How lyrical! And then we got a glimpse of The Promised Land laying ahead:
Here at Platfora we are laser focused on this next phase of Hadoop. The result won’t just match the status quo, but exceed it in flexibility and the ability to scale and adapt to changing requirements. Exciting times are ahead – stay tuned.
No, wait – not an exactly promised land: just a promise of one. I wonder if this an attempt to damage control of yesterday’s announcement about a vendor’s support for Spark platform, that I was discussing in my last post? 🙂
Skimming through my emails today I have came across this interesting post on general@hadoop list:
|From MTG dev
||Lightning fast in-memory analytics on HDFS
||Mon, 24 Sep 2012 16:31:56 GMT
Because a lot of people here are using HDFS day in and day out the
following might be quite interesting for some.

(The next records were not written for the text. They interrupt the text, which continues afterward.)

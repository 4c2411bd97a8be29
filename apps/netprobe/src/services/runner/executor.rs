//! The run task: performs probes one after the other.

use std::any::Any;
use std::panic::AssertUnwindSafe;
use std::sync::Arc;

use futures::FutureExt;
use tokio::sync::mpsc::UnboundedSender;
use tokio::task::JoinHandle;
use tracing::Instrument;
use uuid::Uuid;

use crate::probes::Probe;

use super::session::RunSession;
use super::types::{AbortReason, RunMessage, RunOutcome};

/// Spawn the single background task of a run.
pub(crate) fn spawn(
    probes: Vec<Arc<dyn Probe>>,
    session: RunSession,
    tx: UnboundedSender<RunMessage>,
) -> JoinHandle<()> {
    let span = crate::operation_span!("probe_run", session = %session.id());

    tokio::spawn(
        async move {
            let guard = CompletionGuard::new(session.id(), tx.clone());
            let outcome = execute(&probes, &session, &tx).await;
            guard.complete(outcome);
        }
        .instrument(span),
    )
}

/// Perform every probe active in the session snapshot, in order.
///
/// Stops at the first failing probe, or before the next probe once a stop
/// was requested. A panicking probe counts as a failing one.
pub(crate) async fn execute(
    probes: &[Arc<dyn Probe>],
    session: &RunSession,
    tx: &UnboundedSender<RunMessage>,
) -> RunOutcome {
    let session_id = session.id();
    let stopped = RunOutcome::Aborted {
        reason: AbortReason::StopRequested,
    };

    for (index, probe) in probes.iter().enumerate() {
        if session.is_stop_requested() {
            tracing::info!("Stop requested, abandoning remaining probes");
            return stopped;
        }

        if !session.snapshot().is_active(index) {
            send(tx, RunMessage::ProbeSkipped { session_id, index });
            continue;
        }

        let id = probe.info().id;
        tracing::debug!("Launch probe {}", id);
        send(tx, RunMessage::ProbeStarted { session_id, index });

        let result = AssertUnwindSafe(probe.perform_test()).catch_unwind().await;
        let passed = match &result {
            Ok(passed) => *passed,
            Err(_) => false,
        };
        send(
            tx,
            RunMessage::ProbeFinished {
                session_id,
                index,
                passed,
            },
        );

        match result {
            Ok(true) => {}
            Ok(false) => {
                tracing::info!("Probe {} failed, ending run", id);
                return RunOutcome::Failed {
                    probe: id,
                    fault: None,
                };
            }
            Err(panic) => {
                let fault = panic_message(panic.as_ref());
                tracing::error!("Probe {} panicked: {}", id, fault);
                return RunOutcome::Failed {
                    probe: id,
                    fault: Some(fault),
                };
            }
        }
    }

    if session.is_stop_requested() {
        return stopped;
    }
    RunOutcome::Completed
}

fn send(tx: &UnboundedSender<RunMessage>, message: RunMessage) {
    if tx.send(message).is_err() {
        tracing::trace!("Controller gone, run message dropped");
    }
}

fn panic_message(panic: &(dyn Any + Send)) -> String {
    if let Some(s) = panic.downcast_ref::<&str>() {
        s.to_string()
    } else if let Some(s) = panic.downcast_ref::<String>() {
        s.clone()
    } else {
        "unknown panic".to_string()
    }
}

/// Sends `Finished` when dropped, whatever way the run task ends.
struct CompletionGuard {
    session_id: Uuid,
    tx: UnboundedSender<RunMessage>,
    outcome: Option<RunOutcome>,
}

impl CompletionGuard {
    fn new(session_id: Uuid, tx: UnboundedSender<RunMessage>) -> Self {
        Self {
            session_id,
            tx,
            outcome: None,
        }
    }

    fn complete(mut self, outcome: RunOutcome) {
        self.outcome = Some(outcome);
    }
}

impl Drop for CompletionGuard {
    fn drop(&mut self) {
        let outcome = self.outcome.take().unwrap_or(RunOutcome::Aborted {
            reason: AbortReason::WorkerLost,
        });
        tracing::debug!("Run {} finished: {}", self.session_id, outcome);
        send(
            &self.tx,
            RunMessage::Finished {
                session_id: self.session_id,
                outcome,
            },
        );
    }
}
use std::process::ExitCode;

use clap::Parser;
use netprobe_lib::Cli;

#[tokio::main]
async fn main() -> ExitCode {
    netprobe_lib::run(Cli::parse()).await
}
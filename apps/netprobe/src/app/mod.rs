//! The screen controller and its view contract.
//!
//! The controller wires probes, the active-state store, the runner and the
//! network info together and drives them from the UI's start/stop trigger
//! and pause/resume lifecycle. The UI itself sits behind [`RunView`].

pub mod controller;
pub mod view;

pub use controller::Controller;
pub use view::RunView;
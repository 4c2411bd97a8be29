//! Real web probe.
//!
//! Fetches a real web page over HTTP and expects a successful, non-empty
//! response.

use std::time::Instant;

use async_trait::async_trait;

use crate::config::NetprobeConfig;

use super::http::HttpClientSlot;
use super::{Probe, ProbeId, ProbeInfo, ProbeReport, ProbeState, RunContext};

pub const ID: ProbeId = ProbeId::new("real-web");

pub struct RealWebProbe {
    url: String,
    base_timeout_ms: u64,
    state: ProbeState,
    http: HttpClientSlot,
}

impl RealWebProbe {
    pub fn new(config: &NetprobeConfig) -> Self {
        Self::with_url(&config.web_url, config.web_timeout_ms)
    }

    pub fn with_url(url: &str, timeout_ms: u64) -> Self {
        Self {
            url: url.to_string(),
            base_timeout_ms: timeout_ms,
            state: ProbeState::new(true),
            http: HttpClientSlot::default(),
        }
    }

    async fn fetch(&self) -> ProbeReport {
        let started = Instant::now();
        let Some(client) = self.http.client() else {
            return ProbeReport::failed(started.elapsed(), "HTTP client unavailable");
        };

        let response = match client.get(&self.url).send().await {
            Ok(response) => response,
            Err(e) => {
                return ProbeReport::failed(
                    started.elapsed(),
                    format!("cannot fetch {}: {}", self.url, e),
                )
            }
        };

        let status = response.status();
        if !status.is_success() {
            return ProbeReport::failed(
                started.elapsed(),
                format!("{} answered HTTP {}", self.url, status.as_u16()),
            );
        }

        match response.bytes().await {
            Ok(body) if body.is_empty() => ProbeReport::failed(
                started.elapsed(),
                format!("{} returned an empty page", self.url),
            ),
            Ok(body) => ProbeReport::passed(
                started.elapsed(),
                format!("HTTP {}, {} bytes", status.as_u16(), body.len()),
            ),
            Err(e) => ProbeReport::failed(
                started.elapsed(),
                format!("reading {} failed: {}", self.url, e),
            ),
        }
    }
}

#[async_trait]
impl Probe for RealWebProbe {
    fn info(&self) -> ProbeInfo {
        ProbeInfo {
            id: ID,
            name: "Real web",
            description: "Fetch a real web page over HTTP",
        }
    }

    fn is_active(&self) -> bool {
        self.state.is_active()
    }

    fn set_active(&self, active: bool) {
        self.state.set_active(active);
    }

    fn prepare_test(&self, ctx: &RunContext) {
        let timeout = ctx.timeout(self.base_timeout_ms);
        self.state.prepare(timeout);
        self.http.prepare(timeout);
    }

    async fn perform_test(&self) -> bool {
        let report = self.fetch().await;
        tracing::debug!(probe = %ID, passed = report.passed, "{}", report.detail);
        self.state.record(report)
    }

    fn cleanup_tests(&self) {
        self.http.release();
    }

    fn on_pause(&self) {
        self.http.release();
    }

    fn report(&self) -> Option<ProbeReport> {
        self.state.report()
    }
}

Magna Tempus Group has just rolled out a readily available Spark 0.5
(www.spark-project.org) packaged for Ubuntu distribution. Spark delivers up
to 20x faster experience (sic!) using in-memory analytics and a computational
model that is different from MapReduce.
You can read the rest here. If you don’t know about Spark then you sure should check the Spark project website and see how cool is that. If you are lazy to dig through the information, here’s a brief summary for you (taken from the original poster’s Magna Tempus Group website)
- consists of a completely separate codebase optimized for low latency, although it can load data from any Hadoop input source, S3, etc.
- doesn’t have to use Hadoop, actually
- provides a new, highly efficient computational model, with programming interfaces in Scala, Java. We might start working soon on adding Groovy API to the set
- offers a lazy evaluation that allows a “postponed” execution of operations
- can do in-memory caching of data for later high-performance analytics. Yeah, go shopping for more RAM, gents!
- can be run locally on a multicore system or on a Mesos cluster
Yawn, some might say. There are Apache Drill and other things that seems to be highly promising and all. Well, not so fast.
To begin with, I am not aware about any productized version of Drill (merged with Open Dremel or vice versa). Perhaps, there are some other technologies around that are 20x faster than Hadoop – I just haven’t heard about them, so please feel free to correct me on this.
Also, Spark and some of its components (Mesos resource planner and such) have been happily adopted by interesting companies such as Twitter and so on.
What is not said out right is that an adoption of new in-memory high-performance analytics for big data by commercial vendors like Magna Tempus Group opens a completely new page in the BigData storybook.
I would “dare” to go as far as to assert that this new development means that Hadoop isn’t the smartest kid on the block anymore – there are other faster and perhaps clever fellas moving in.
And I can’t help but wonder if the Spark has lit a fire under the yellow elephant yet?